Of course I don't fault people for choosing what way they wish to experience the world in. I fault them for choosing to stay closed-minded about it. Big difference.

Dijkstra:
The example does show people's perspectives can be skewed with little information, but what follows when more information is gained isn't spoken of. But I am satisfied with the reasoning, people do have other concerns and the effect of time on their opinions isn't easy to gauge due to the complexity.

I will add that there are some experiments which have some counter-intuitive outcomes with regard to decision making. So Dan Ariely had his students write the last two digits of their SIN number beside a bunch of different products (Bottles of wine, trackball, some book, I can't remember the others). Then he asked them to indicate if they would pay that amount (e.g. $79 if their last two digits were 79) for each object.

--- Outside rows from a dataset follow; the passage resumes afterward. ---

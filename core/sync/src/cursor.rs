//! Per-scope pull cursors.

use rusqlite::{params, OptionalExtension};
use serde::{Deserialize, Serialize};
use std::fmt;

use fieldbook_common::{EntityId, Result, Timestamp};
use fieldbook_storage::Database;

const CURSOR_SCHEMA: &str = r#"
    CREATE TABLE IF NOT EXISTS pull_cursors (
        entity_type TEXT NOT NULL,
        scope_id TEXT NOT NULL DEFAULT '',
        last_synced_at INTEGER NOT NULL,
        PRIMARY KEY (entity_type, scope_id)
    );
"#;

/// Identifies one pull watermark: an entity type, optionally scoped to a
/// parent record (e.g. inspections of one project).
#[derive(Debug, Clone, PartialEq, Eq, Hash, PartialOrd, Ord, Serialize, Deserialize)]
#[serde(rename_all = "camelCase")]
pub struct CursorKey {
    pub entity_type_id: String,
    #[serde(default)]
    pub scope: Option<EntityId>,
}

impl CursorKey {
    /// Cursor over a whole entity type.
    pub fn unscoped(entity_type_id: impl Into<String>) -> Self {
        Self {
            entity_type_id: entity_type_id.into(),
            scope: None,
        }
    }

    /// Cursor over the records owned by `scope`.
    pub fn scoped(entity_type_id: impl Into<String>, scope: EntityId) -> Self {
        Self {
            entity_type_id: entity_type_id.into(),
            scope: Some(scope),
        }
    }

    fn scope_column(&self) -> &str {
        self.scope.as_ref().map(EntityId::as_str).unwrap_or("")
    }
}

impl fmt::Display for CursorKey {
    fn fmt(&self, f: &mut fmt::Formatter<'_>) -> fmt::Result {
        match &self.scope {
            Some(scope) => write!(f, "{}@{}", self.entity_type_id, scope),
            None => f.write_str(&self.entity_type_id),
        }
    }
}

/// Durable store of `lastSyncedAt` per [`CursorKey`].
pub struct CursorStore {
    db: Database,
}

impl CursorStore {
    /// Open the cursor table on `db`, creating it if needed.
    pub fn new(db: Database) -> Result<Self> {
        db.migrate(CURSOR_SCHEMA)?;
        Ok(Self { db })
    }

    /// Watermark for `key`; `None` if never pulled.
    pub fn last_synced_at(&self, key: &CursorKey) -> Result<Option<Timestamp>> {
        let millis: Option<i64> = self.db.with_conn(|conn| {
            conn.query_row(
                "SELECT last_synced_at FROM pull_cursors WHERE entity_type = ?1 AND scope_id = ?2",
                params![key.entity_type_id, key.scope_column()],
                |row| row.get(0),
            )
            .optional()
        })?;
        Ok(millis.map(Timestamp::from_millis))
    }

    /// Move the watermark for `key` forward to `to`. Never moves it back.
    pub fn advance(&self, key: &CursorKey, to: Timestamp) -> Result<()> {
        self.db.with_conn(|conn| {
            conn.execute(
                r#"
                INSERT INTO pull_cursors (entity_type, scope_id, last_synced_at)
                VALUES (?1, ?2, ?3)
                ON CONFLICT(entity_type, scope_id) DO UPDATE SET
                    last_synced_at = MAX(last_synced_at, excluded.last_synced_at)
                "#,
                params![key.entity_type_id, key.scope_column(), to.as_millis()],
            )
        })?;
        Ok(())
    }

    /// Every stored cursor, ordered by key.
    pub fn all(&self) -> Result<Vec<(CursorKey, Timestamp)>> {
        let rows: Vec<(String, String, i64)> = self.db.with_conn(|conn| {
            let mut stmt = conn.prepare(
                "SELECT entity_type, scope_id, last_synced_at FROM pull_cursors ORDER BY entity_type, scope_id",
            )?;
            let rows = stmt.query_map([], |row| Ok((row.get(0)?, row.get(1)?, row.get(2)?)))?;
            rows.collect()
        })?;

        rows.into_iter()
            .map(|(entity_type_id, scope, millis)| {
                let scope = if scope.is_empty() {
                    None
                } else {
                    Some(EntityId::new(scope)?)
                };
                Ok((
                    CursorKey {
                        entity_type_id,
                        scope,
                    },
                    Timestamp::from_millis(millis),
                ))
            })
            .collect()
    }

    /// Forget every cursor, forcing the next pulls to fetch full history.
    pub fn reset(&self) -> Result<()> {
        self.db
            .with_conn(|conn| conn.execute("DELETE FROM pull_cursors", []))?;
        Ok(())
    }
}

#[cfg(test)]
mod tests {
    use super::*;
    use tempfile::TempDir;

    fn store() -> CursorStore {
        CursorStore::new(Database::in_memory().unwrap()).unwrap()
    }

    #[test]
    fn test_absent_cursor() {
        let cursors = store();
        let key = CursorKey::unscoped("clients");
        assert_eq!(cursors.last_synced_at(&key).unwrap(), None);
    }

    #[test]
    fn test_scopes_are_independent() {
        let cursors = store();
        let all = CursorKey::unscoped("inspections");
        let p1 = CursorKey::scoped("inspections", EntityId::from("p1"));
        let p2 = CursorKey::scoped("inspections", EntityId::from("p2"));

        cursors.advance(&p1, Timestamp::from_millis(100)).unwrap();

        assert_eq!(
            cursors.last_synced_at(&p1).unwrap(),
            Some(Timestamp::from_millis(100))
        );
        assert_eq!(cursors.last_synced_at(&p2).unwrap(), None);
        assert_eq!(cursors.last_synced_at(&all).unwrap(), None);
    }

    #[test]
    fn test_advance_never_rewinds() {
        let cursors = store();
        let key = CursorKey::unscoped("clients");

        cursors.advance(&key, Timestamp::from_millis(200)).unwrap();
        cursors.advance(&key, Timestamp::from_millis(150)).unwrap();

        assert_eq!(
            cursors.last_synced_at(&key).unwrap(),
            Some(Timestamp::from_millis(200))
        );
    }

    #[test]
    fn test_all_and_reset() {
        let cursors = store();
        cursors
            .advance(&CursorKey::unscoped("clients"), Timestamp::from_millis(1))
            .unwrap();
        cursors
            .advance(
                &CursorKey::scoped("findings", EntityId::from("s1")),
                Timestamp::from_millis(2),
            )
            .unwrap();

        let all = cursors.all().unwrap();
        assert_eq!(all.len(), 2);
        assert_eq!(all[1].0.to_string(), "findings@s1");

        cursors.reset().unwrap();
        assert!(cursors.all().unwrap().is_empty());
    }

    #[test]
    fn test_cursor_survives_restart() {
        let temp = TempDir::new().unwrap();
        let path = temp.path().join("sync.db");
        let key = CursorKey::unscoped("projects");

        {
            let cursors = CursorStore::new(Database::open(&path).unwrap()).unwrap();
            cursors.advance(&key, Timestamp::from_millis(42)).unwrap();
        }

        let cursors = CursorStore::new(Database::open(&path).unwrap()).unwrap();
        assert_eq!(
            cursors.last_synced_at(&key).unwrap(),
            Some(Timestamp::from_millis(42))
        );
    }
}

If anchoring to initial values decays easily, in comparison to other things you would expect that there would be no correlation between those willing to pay $XX and their SIN digits being XX. In fact it appeared that this arbitrary anchor affected people's internal price sense by a factor of 2-3x (difference between top and bottom 20% IIRC).

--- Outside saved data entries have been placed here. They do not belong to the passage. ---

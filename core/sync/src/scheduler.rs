//! Background sync worker.
//!
//! One task owns all background sync activity: it drains after every
//! enqueue wakeup, pulls the configured targets on a timer, serves explicit
//! requests, and re-runs halted drains on a backoff timer. The worker stops
//! on [`SyncScheduler::shutdown`] or when the engine's cancellation token
//! fires.

use std::sync::Arc;
use std::time::Duration;
use tokio::sync::{mpsc, oneshot};
use tokio::time::{interval_at, Instant, Interval, MissedTickBehavior};
use tokio_util::sync::CancellationToken;
use tracing::{debug, error, info};

use fieldbook_common::{Error, Result};

use crate::cursor::CursorKey;
use crate::engine::{DrainReport, SyncEngine};
use crate::pull::{PullCoordinator, PullReport};
use crate::retry::{Backoff, RetryConfig};

/// Scheduler configuration.
#[derive(Debug, Clone, Default)]
pub struct SchedulerConfig {
    /// Time between background pulls; `None` disables them.
    pub pull_interval: Option<Duration>,
    /// Targets pulled on each tick and by [`SyncScheduler::pull_all`].
    pub pull_targets: Vec<CursorKey>,
    pub retry: RetryConfig,
}

/// Requests served by the worker.
#[derive(Debug)]
pub enum SyncRequest {
    /// Drain the queue now.
    Push(oneshot::Sender<DrainReport>),
    /// Pull one target.
    Pull(CursorKey, oneshot::Sender<Result<PullReport>>),
    /// Pull every configured target.
    PullAll(oneshot::Sender<Vec<Result<PullReport>>>),
    /// Stop the worker.
    Shutdown,
}

/// Client side of the worker.
#[derive(Clone)]
pub struct SyncScheduler {
    request_tx: mpsc::Sender<SyncRequest>,
    cancel: CancellationToken,
}

impl SyncScheduler {
    /// Create a scheduler and the handle to run on a background task.
    pub fn new(
        puller: Arc<PullCoordinator>,
        config: SchedulerConfig,
    ) -> (Self, SyncSchedulerHandle) {
        let (request_tx, request_rx) = mpsc::channel(100);
        let cancel = puller.engine().cancellation().clone();

        let scheduler = Self {
            request_tx,
            cancel: cancel.clone(),
        };

        let handle = SyncSchedulerHandle {
            engine: puller.engine().clone(),
            puller,
            config,
            request_rx,
            cancel,
        };

        (scheduler, handle)
    }

    /// Drain the queue and wait for the result.
    pub async fn push(&self) -> Result<DrainReport> {
        self.request(SyncRequest::Push).await
    }

    /// Pull one target and wait for the result.
    pub async fn pull(&self, key: CursorKey) -> Result<PullReport> {
        self.request(|tx| SyncRequest::Pull(key, tx)).await?
    }

    /// Pull every configured target and wait for the results.
    pub async fn pull_all(&self) -> Result<Vec<Result<PullReport>>> {
        self.request(SyncRequest::PullAll).await
    }

    /// Stop the worker after the current request.
    pub async fn shutdown(&self) {
        let _ = self.request_tx.send(SyncRequest::Shutdown).await;
    }

    /// Stop the worker and abort in-flight drains and pulls.
    pub fn cancel(&self) {
        self.cancel.cancel();
    }

    async fn request<T>(&self, build: impl FnOnce(oneshot::Sender<T>) -> SyncRequest) -> Result<T> {
        let (response_tx, response_rx) = oneshot::channel();

        self.request_tx
            .send(build(response_tx))
            .await
            .map_err(|_| Error::Cancelled("Scheduler not running".to_string()))?;

        response_rx
            .await
            .map_err(|_| Error::Cancelled("Scheduler stopped before answering".to_string()))
    }
}

/// Worker half of the scheduler.
pub struct SyncSchedulerHandle {
    engine: Arc<SyncEngine>,
    puller: Arc<PullCoordinator>,
    config: SchedulerConfig,
    request_rx: mpsc::Receiver<SyncRequest>,
    cancel: CancellationToken,
}

impl SyncSchedulerHandle {
    /// Run the worker until shutdown or cancellation.
    ///
    /// This should be spawned in a tokio task. Operations left queued by a
    /// previous run are drained first.
    pub async fn run(mut self) {
        let mut periodic = self.config.pull_interval.map(|period| {
            let mut ticks = interval_at(Instant::now() + period, period);
            ticks.set_missed_tick_behavior(MissedTickBehavior::Delay);
            ticks
        });
        let mut backoff = Backoff::new(self.config.retry.clone());
        let mut retry_at: Option<Instant> = None;

        info!("Sync scheduler started");

        let report = self.engine.drain().await;
        Self::arm_retry(&mut backoff, &mut retry_at, &report);

        loop {
            tokio::select! {
                _ = self.cancel.cancelled() => {
                    info!("Sync scheduler cancelled");
                    break;
                }

                request = self.request_rx.recv() => match request {
                    None | Some(SyncRequest::Shutdown) => {
                        info!("Sync scheduler shutting down");
                        break;
                    }
                    Some(SyncRequest::Push(response_tx)) => {
                        let report = self.engine.drain().await;
                        Self::arm_retry(&mut backoff, &mut retry_at, &report);
                        let _ = response_tx.send(report);
                    }
                    Some(SyncRequest::Pull(key, response_tx)) => {
                        let result = self.puller.pull(&key).await;
                        if let Ok(report) = &result {
                            Self::arm_retry(&mut backoff, &mut retry_at, &report.flush);
                        }
                        let _ = response_tx.send(result);
                    }
                    Some(SyncRequest::PullAll(response_tx)) => {
                        let results = self.pull_targets(&mut backoff, &mut retry_at).await;
                        let _ = response_tx.send(results);
                    }
                },

                _ = self.engine.wait_for_wakeup() => {
                    debug!("Enqueue wakeup");
                    let report = self.engine.drain().await;
                    Self::arm_retry(&mut backoff, &mut retry_at, &report);
                }

                _ = Self::wait_for_periodic(&mut periodic) => {
                    debug!("Triggering periodic pull");
                    self.pull_targets(&mut backoff, &mut retry_at).await;
                }

                _ = Self::wait_for_retry(retry_at) => {
                    retry_at = None;
                    debug!("Retrying halted drain (attempt {})", backoff.attempts());
                    let report = self.engine.drain().await;
                    Self::arm_retry(&mut backoff, &mut retry_at, &report);
                }
            }
        }
    }

    async fn pull_targets(
        &self,
        backoff: &mut Backoff,
        retry_at: &mut Option<Instant>,
    ) -> Vec<Result<PullReport>> {
        let results = self.puller.pull_all(&self.config.pull_targets).await;
        for result in &results {
            match result {
                Ok(report) => Self::arm_retry(backoff, retry_at, &report.flush),
                Err(e) => error!("Periodic pull failed: {}", e),
            }
        }
        results
    }

    /// Schedule a retry after a halted drain; forget failures after a
    /// complete one.
    fn arm_retry(backoff: &mut Backoff, retry_at: &mut Option<Instant>, report: &DrainReport) {
        if report.is_complete() {
            backoff.reset();
            *retry_at = None;
        } else if report.was_cancelled() {
            *retry_at = None;
        } else if retry_at.is_none() {
            *retry_at = backoff.next_delay().map(|delay| {
                debug!("Next drain retry in {:?}", delay);
                Instant::now() + delay
            });
        }
    }

    async fn wait_for_periodic(periodic: &mut Option<Interval>) {
        match periodic {
            Some(ticks) => {
                ticks.tick().await;
            }
            None => std::future::pending().await,
        }
    }

    async fn wait_for_retry(retry_at: Option<Instant>) {
        match retry_at {
            Some(at) => tokio::time::sleep_until(at).await,
            None => std::future::pending().await,
        }
    }
}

It's not the only thing that matters clearly but it's not a bad explanation for at least one definition of being "friend zoned" which is when a perfectly viable candidate for a romantic relationship can't be viewed that way by the person they care about.

That said, I do consider people who moan about it hugely to come off as thinking they're entitled to something. People act irrationally, sometimes that puts us on the wrong side of the curve. Either decide that some set of actions will increase your chances - and do them or accept that the friendship isn't worth risking.

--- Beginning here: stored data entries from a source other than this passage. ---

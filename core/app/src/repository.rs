//! Optimistic local mutations.
//!
//! Every mutation is applied to local storage first, then recorded in the
//! sync queue; the caller never waits on the network.

use std::sync::Arc;
use tracing::{debug, warn};

use fieldbook_common::{Entity, EntityId, Error, Result};
use fieldbook_storage::{observe_entity, observe_scope, EntityStream, LocalStore, ScopeStream};
use fieldbook_sync::{Cascade, OperationType, RemovedRecord, SyncEngine};

/// Use cases for one record type.
pub struct LocalRepository<E: Entity> {
    store: Arc<dyn LocalStore<E>>,
    engine: Arc<SyncEngine>,
    cascade: Arc<Cascade>,
}

impl<E: Entity> Clone for LocalRepository<E> {
    fn clone(&self) -> Self {
        Self {
            store: self.store.clone(),
            engine: self.engine.clone(),
            cascade: self.cascade.clone(),
        }
    }
}

impl<E: Entity> LocalRepository<E> {
    pub fn new(
        store: Arc<dyn LocalStore<E>>,
        engine: Arc<SyncEngine>,
        cascade: Arc<Cascade>,
    ) -> Self {
        Self {
            store,
            engine,
            cascade,
        }
    }

    pub async fn get(&self, id: &EntityId) -> Result<Option<E>> {
        self.store.get(id).await
    }

    /// Records, optionally only those owned by `scope`.
    pub async fn list(&self, scope: Option<&EntityId>) -> Result<Vec<E>> {
        self.store.get_all(scope).await
    }

    pub fn observe(&self, id: &EntityId) -> EntityStream<E> {
        observe_entity(self.store.clone(), id.clone())
    }

    pub fn observe_scope(&self, scope: Option<EntityId>) -> ScopeStream<E> {
        observe_scope(self.store.clone(), scope)
    }

    /// Stamp, store locally and queue an upsert.
    ///
    /// `entity.updated_at` is overwritten with the new stamp.
    pub async fn save(&self, entity: &mut E) -> Result<()> {
        if entity.is_deleted() {
            return Err(Error::InvalidInput(format!(
                "{} {} is deleted and cannot be edited",
                E::TYPE_ID,
                entity.id()
            )));
        }

        let _writes = self.cascade.write_lock().lock().await;
        let stamp = self.engine.clock().now();
        entity.set_updated_at(stamp);
        self.store.save(entity).await?;
        self.engine
            .enqueue_at(E::TYPE_ID, entity.id(), OperationType::Upsert, stamp)?;

        debug!("Saved {}/{} at {}", E::TYPE_ID, entity.id(), stamp);
        Ok(())
    }

    /// Delete locally with everything the record owns, and queue a delete
    /// for each removed record, children first.
    ///
    /// If the cascade fails partway, deletes are still queued for the
    /// records it already removed before the error is returned.
    pub async fn delete(&self, id: &EntityId) -> Result<Vec<RemovedRecord>> {
        let _writes = self.cascade.write_lock().lock().await;
        let stamp = self.engine.clock().now();
        let mut removed = Vec::new();
        let cascaded = self.cascade.delete_into(E::TYPE_ID, id, &mut removed).await;

        for record in &removed {
            self.engine.enqueue_at(
                &record.entity_type_id,
                &record.id,
                OperationType::Delete,
                stamp,
            )?;
        }
        if let Err(error) = cascaded {
            warn!(
                "Delete of {}/{} stopped after {} record(s): {}",
                E::TYPE_ID,
                id,
                removed.len(),
                error
            );
            return Err(error);
        }

        debug!(
            "Deleted {}/{} and {} descendant(s) at {}",
            E::TYPE_ID,
            id,
            removed.len().saturating_sub(1),
            stamp
        );
        Ok(removed)
    }
}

I was doing homework when I made it and Dijkstra's algorithm was relevant so... XD

Dijkstra is also famous for his quote about computer science being about computers in the same way that astronomy is about telescopes.

sarkeizen:

Dijkstra:
The example does show people's perspectives can be skewed with little information, but what follows when more information is gained isn't spoken of. But I am satisfied with the reasoning, people do have other concerns and the effect of time on their opinions isn't easy to gauge due to the complexity.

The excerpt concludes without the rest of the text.